The buttocks.

 

During dinner at a steakhouse the other night a friend produced a map of a cow. It was not a physical map that she produced from a pocket or purse. She found the map on the Internet — which does not necessarily mean that the map is not a "physical" object, but that this friend did not carry a map of a cow on her person at all times.

She found the map in response to questions about what, precisely, we were eating. As an aside she stated (without preaching) that she was vegetarian because she is repulsed by the idea of eating dead flesh.

I share no such revulsion, and in fact would say I crave the stuff at times.

I was eating a large Flap Steak (it was listed as "Flab Steak" on the menu) when another friend asked from where on the cow does this cut of meat come. None of us knew so off to the Internet went one of us to find a diagram of a cow illustrating where the various cuts of meat are located on the body of the cow.

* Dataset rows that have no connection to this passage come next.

/// Generator answering plan/candidate requests from a queue and decision
/// requests with a fixed reply (`[]` by default). Clones share state.
#[derive(Debug, Clone)]
pub struct ScriptedGenerator {
    state: Arc<Mutex<ScriptedGeneratorState>>,
}

impl ScriptedGenerator {
    pub fn new(replies: Vec<ScriptedReply>) -> Self {
        Self::with_state(replies.into(), None)
    }

    /// Answer every plan/candidate request with the same reply.
    pub fn repeating(reply: ScriptedReply) -> Self {
        Self::with_state(VecDeque::new(), Some(reply))
    }

    fn with_state(replies: VecDeque<ScriptedReply>, repeat: Option<ScriptedReply>) -> Self {
        Self {
            state: Arc::new(Mutex::new(ScriptedGeneratorState {
                replies,
                repeat,
                decisions: ScriptedReply::Text("[]".to_string()),
                prompts: Vec::new(),
            })),
        }
    }

    pub fn with_decisions(self, listing: &str) -> Self {
        lock(&self.state).decisions = ScriptedReply::Text(listing.to_string());
        self
    }

    pub fn with_failing_decisions(self) -> Self {
        lock(&self.state).decisions = ScriptedReply::Fail("decision service unavailable".into());
        self
    }

    /// Prompts sent for candidate generation, in order.
    pub fn candidate_prompts(&self) -> Vec<String> {
        lock(&self.state)
            .prompts
            .iter()
            .filter(|(kind, _)| *kind == RequestKind::Candidate)
            .map(|(_, prompt)| prompt.clone())
            .collect()
    }

    pub fn prompts_of(&self, kind: RequestKind) -> Vec<String> {
        lock(&self.state)
            .prompts
            .iter()
            .filter(|(k, _)| *k == kind)
            .map(|(_, prompt)| prompt.clone())
            .collect()
    }
}

#[async_trait]
impl CodeGenerator for ScriptedGenerator {
    async fn generate(&self, request: &GenerationRequest) -> Result<String> {
        let mut state = lock(&self.state);
        state.prompts.push((request.kind, request.prompt.clone()));
        if request.kind == RequestKind::Decisions {
            return state.decisions.resolve();
        }
        if let Some(reply) = state.replies.pop_front() {
            return reply.resolve();
        }
        match &state.repeat {
            Some(reply) => reply.resolve(),
            None => Err(anyhow!("scripted generator exhausted")),
        }
    }
}

#[derive(Debug, Clone)]
enum Route {
    Reply(String),
    Panic,
    Stall,
}

/// Generator answering by the approach named in the prompt. Clones share state.
#[derive(Debug, Clone, Default)]
pub struct RoutedGenerator {
    routes: Arc<Mutex<HashMap<String, Route>>>,
    calls: Arc<Mutex<usize>>,
}

impl RoutedGenerator {
    pub fn new() -> Self {
        Self::default()
    }

    /// Always answer `approach` with `reply`.
    pub fn route(self, approach: &str, reply: &str) -> Self {
        lock(&self.routes).insert(approach.to_string(), Route::Reply(reply.to_string()));
        self
    }

    /// Panic whenever `approach` asks for code.
    pub fn panic_on(self, approach: &str) -> Self {
        lock(&self.routes).insert(approach.to_string(), Route::Panic);
        self
    }

    /// Never answer `approach`.
    pub fn stall_on(self, approach: &str) -> Self {
        lock(&self.routes).insert(approach.to_string(), Route::Stall);
        self
    }

    pub fn calls(&self) -> usize {
        *lock(&self.calls)
    }

    fn route_for(&self, prompt: &str) -> Option<Route> {
        lock(&self.routes)
            .iter()
            .find(|(approach, _)| prompt.contains(&format!("Approach: {approach}\n")))
            .map(|(_, route)| route.clone())
    }
}

#[async_trait]
impl CodeGenerator for RoutedGenerator {
    async fn generate(&self, request: &GenerationRequest) -> Result<String> {
        *lock(&self.calls) += 1;
        if request.kind == RequestKind::Decisions {
            return Ok("[]".to_string());
        }
        match self.route_for(&request.prompt) {
            Some(Route::Reply(reply)) => Ok(reply),
            Some(Route::Panic) => panic!("scripted generator crash"),
            Some(Route::Stall) => {
                tokio::time::sleep(Duration::from_secs(3600)).await;
                Err(anyhow!("stalled generator woke up"))
            }
            None => Err(anyhow!("no route for prompt")),
        }
    }
}

#[derive(Debug, Default)]
struct ScriptedEvaluatorState {
    outcomes: VecDeque<EvalOutcome>,
    repeat: Option<EvalOutcome>,
    by_candidate: Vec<(String, EvalOutcome)>,
    installed: Vec<String>,
    evaluations: usize,
}

/// Evaluator returning queued outcomes without spawning processes. Clones share state.
#[derive(Debug, Clone, Default)]
pub struct ScriptedEvaluator {
    state: Arc<Mutex<ScriptedEvaluatorState>>,
}

impl ScriptedEvaluator {
    pub fn new(outcomes: Vec<EvalOutcome>) -> Self {
        let evaluator = Self::default();
        lock(&evaluator.state).outcomes = outcomes.into();
        evaluator
    }

    pub fn repeating(outcome: EvalOutcome) -> Self {
        let evaluator = Self::default();
        lock(&evaluator.state).repeat = Some(outcome);
        evaluator
    }

    /// Answer according to the candidate's (trimmed) contents.
    pub fn by_candidate(table: Vec<(&str, EvalOutcome)>) -> Self {
        let evaluator = Self::default();
        lock(&evaluator.state).by_candidate = table
            .into_iter()
            .map(|(code, outcome)| (code.to_string(), outcome))
            .collect();
        evaluator
    }

    pub fn installed_scripts(&self) -> Vec<String> {
        lock(&self.state).installed.clone()
    }

    pub fn evaluations(&self) -> usize {
        lock(&self.state).evaluations
    }
}

#[async_trait]
impl Evaluator for ScriptedEvaluator {
    async fn install(&self, _workspace: &Path, script: &str) -> Result<()> {
        lock(&self.state).installed.push(script.to_string());
        Ok(())
    }

    fn candidate_path(&self, workspace: &Path) -> PathBuf {
        workspace.join("solution.py")
    }

    async fn evaluate(&self, _workspace: &Path, candidate: &Path) -> EvalOutcome {
        let code = tokio::fs::read_to_string(candidate).await.unwrap_or_default();
        let mut state = lock(&self.state);
        state.evaluations += 1;
        if let Some((_, outcome)) = state
            .by_candidate
            .iter()
            .find(|(expected, _)| expected.as_str() == code.trim())
        {
            return outcome.clone();
        }
        if let Some(outcome) = state.outcomes.pop_front() {
            return outcome;
        }
        state
            .repeat
            .clone()
            .unwrap_or_else(|| EvalOutcome::failure("scripted evaluator exhausted"))
    }
}

#[derive(Debug, Default)]
struct LocalWorkspacesState {
    fail_setup: bool,
    branches: Vec<String>,
    commits: Vec<(PathBuf, String)>,
    pushes: Vec<String>,
    pull_requests: Vec<PullRequest>,
    pull_request_url: Option<String>,
}

/// Gateway that makes plain directories and records every call. Clones share state.
#[derive(Debug, Clone, Default)]
pub struct LocalWorkspaces {
    state: Arc<Mutex<LocalWorkspacesState>>,
}

impl LocalWorkspaces {
    pub fn new() -> Self {
        Self::default()
    }

    /// Every worktree creation fails with a setup error.
    pub fn failing() -> Self {
        let workspaces = Self::default();
        lock(&workspaces.state).fail_setup = true;
        workspaces
    }

    /// Pull requests succeed with this URL instead of needing manual steps.
    pub fn with_pull_request_url(self, url: &str) -> Self {
        lock(&self.state).pull_request_url = Some(url.to_string());
        self
    }

    pub fn branches(&self) -> Vec<String> {
        lock(&self.state).branches.clone()
    }

    pub fn commits(&self) -> Vec<(PathBuf, String)> {
        lock(&self.state).commits.clone()
    }

    pub fn pushes(&self) -> Vec<String> {
        lock(&self.state).pushes.clone()
    }

    pub fn pull_requests(&self) -> Vec<PullRequest> {
        lock(&self.state).pull_requests.clone()
    }
}

#[async_trait]
impl VersionControlGateway for LocalWorkspaces {
    async fn create_worktree(&self, _source: &Path, branch: &str, path: &Path) -> Result<PathBuf> {
        if lock(&self.state).fail_setup {
            return Err(SetupError::Worktree {
                branch: branch.to_string(),
                detail: "scripted failure".to_string(),
            }
            .into());
        }
        tokio::fs::create_dir_all(path)
            .await
            .with_context(|| format!("create directory {}", path.display()))?;
        lock(&self.state).branches.push(branch.to_string());
        Ok(path.to_path_buf())
    }

    async fn commit_if_dirty(&self, worktree: &Path, message: &str) -> Result<bool> {
        lock(&self.state)
            .commits
            .push((worktree.to_path_buf(), message.to_string()));
        Ok(true)
    }

    async fn push(&self, _worktree: &Path, branch: &str) -> Result<()> {
        lock(&self.state).pushes.push(branch.to_string());
        Ok(())
    }

    async fn open_pull_request(
        &self,
        _worktree: &Path,
        request: &PullRequest,
    ) -> Result<PullRequestOutcome> {
        let mut state = lock(&self.state);
        state.pull_requests.push(request.clone());
        Ok(match &state.pull_request_url {
            Some(url) => PullRequestOutcome::Created { url: url.clone() },
            None => PullRequestOutcome::Manual {
                instructions: format!("open a pull request for {}", request.branch),
            },
        })
    }
}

Even as I ate the Flap Steak before me this diagram of a cow and my friend’s descriptions of where the cuts come from made me ever hungrier and ever more grateful that such beasts exist for my consumption. Flap Steak comes from the stomach, or the belly, a fact which filled me with earthy comfort.

I remembered the living cows I saw up close in Tennessee. I had seen cows from the highway and from afar but never from right up close. I felt a strange carnal respect for that enormous beast — the cow was far bigger than I might have expected — and I somehow felt the respect was mutual.

Who can say if, between links in the food chain, there is a knowing bond beneath the puzzles of human language.